While many of the plotters had close links with Britain, they did not learn much. Stauffenberg had been foxhunting in the shires. The leaders of their think tank, the Kreisau Circle, had all studied at Oxford. The plotter Adam von Trott, a former Rhodes scholar, befriended future Labour cabinet ministers such as Richard Crossman, and was chums with David Astor (who edited the Observer until 1975) and Peter Fleming, brother to Ian of James Bond fame. Trott was in England in the summer of 1939 meeting the foreign secretary, Lord Halifax, and the prime minister, Neville Chamberlain. The rebels kept up with Anglo-Saxon thinking to the end, but rejected it outright (the Atlantic Charter and the Beveridge Report were both scorned). Instead, they concocted reactionary schemes which were either risible (for Germany’s internal governance) or ominous (for continued German rule over Europe). For these and other reasons, Churchill and Roosevelt rightly refused any contact with the conspirators. But they were not aware that if the putsch had worked, the UK and US would have faced a German administration stuffed with killers and accomplices. Albert Speer might have been a minister, Tresckow would have run the police.
Then there was Stauffenberg’s friend Fritz-Dietlof Count von der Schulenburg. An intermittent Kreisauer, a leading frondeur and a rabid Nazi, Schulenburg was deputy head of the Berlin police during the Kristallnacht official pogrom in 1938. When ruler in Silesia in 1939-40, he urged the murderous Einsatzgruppen into Poland, planned ethnic cleansing for Himmler and expelled the region’s Jews. In the Crimea he joined army men who led the local holocaust. As late as 1943 he was designing German dominance from Belgium to the Baltics. This criminal creature was to manage Germany’s Ministry of the Interior, no less.
If German and other historians know such facts about the leading frondeurs, why have they not forced them into the public domain? The answer has to be their own diffidence, plus the sheer strength with which 20 July has come to grip the German mind.
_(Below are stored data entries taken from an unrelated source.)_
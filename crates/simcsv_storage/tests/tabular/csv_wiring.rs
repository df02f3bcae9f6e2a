#![forbid(unsafe_code)]

use std::fs;
use std::path::PathBuf;
use std::time::{SystemTime, UNIX_EPOCH};

use simcsv_kernel_contracts::outcome::ReportRow;
use simcsv_storage::tabular::{
    read_record_set_file, record_set_digest, serialize_record_set, write_report_file,
    TabularError,
};

fn temp_dir(name: &str) -> PathBuf {
    let suffix = SystemTime::now()
        .duration_since(UNIX_EPOCH)
        .map(|d| d.as_nanos())
        .unwrap_or(1);
    let dir = std::env::temp_dir().join(format!("simcsv-tabular-test-{name}-{suffix}"));
    fs::create_dir_all(&dir).unwrap();
    dir
}

#[test]
fn at_tabular_db_01_file_roundtrip_preserves_order_and_digest() {
    let dir = temp_dir("roundtrip");
    let path = dir.join("card.csv");
    fs::write(
        &path,
        "FieldName,FieldValue,Comment\n\
         # header row,,\n\
         IMSI,080910101032547698,home\n\
         SPN,0154455354FFFFFFFFFFFFFFFFFFFFFF,brand\n\
         IMPU.2,80,\n",
    )
    .unwrap();

    let set = read_record_set_file(&path).unwrap();
    let names: Vec<&str> = set.names().map(|n| n.as_str()).collect();
    assert_eq!(names, vec!["IMSI", "SPN", "IMPU.2"]);
    assert_eq!(
        set.get("SPN").unwrap().value,
        "0154455354ffffffffffffffffffffff"
    );
    assert_eq!(set.get("IMSI").unwrap().extra, vec!["home".to_string()]);

    let copy = dir.join("copy.csv");
    fs::write(&copy, serialize_record_set(&set).unwrap()).unwrap();
    let reread = read_record_set_file(&copy).unwrap();
    assert_eq!(reread, set);
    assert_eq!(
        record_set_digest(&reread).unwrap(),
        record_set_digest(&set).unwrap()
    );
    fs::remove_dir_all(dir).unwrap();
}

#[test]
fn at_tabular_db_02_missing_file_is_named() {
    let dir = temp_dir("missing");
    let err = read_record_set_file(&dir.join("absent.csv")).unwrap_err();
    assert!(matches!(err, TabularError::NotFound(ref p) if p.ends_with("absent.csv")));
    fs::remove_dir_all(dir).unwrap();
}

#[test]
fn at_tabular_db_03_report_file_written_under_new_directory() {
    let dir = temp_dir("report");
    let path = dir.join("reports").join("card-1.csv");
    let rows = vec![ReportRow {
        field_name: "SPN".to_string(),
        field_value: "0154".to_string(),
        value_on_card: String::new(),
    }];
    write_report_file(&path, &rows).unwrap();
    let raw = fs::read_to_string(&path).unwrap();
    assert_eq!(
        raw,
        "FieldName,FieldValue,ValueOnCard,Differences\nSPN,0154,,X\n"
    );
    fs::remove_dir_all(dir).unwrap();
}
Thankfully, recent history takes a prominent place in German discourse. Only last month the right-wing Alternative für Deutschland party (with 16 per cent in the polls, it is snapping at the heels of the Merkel-led government) caused uproar by pooh-poohing the impact of Hitler when seen against the country’s 1,000 years of achievement.
So when it finally does come, expect the public demolition of the Stauffenberg putsch myth to be explosive within Germany. It will reverberate across Europe, too.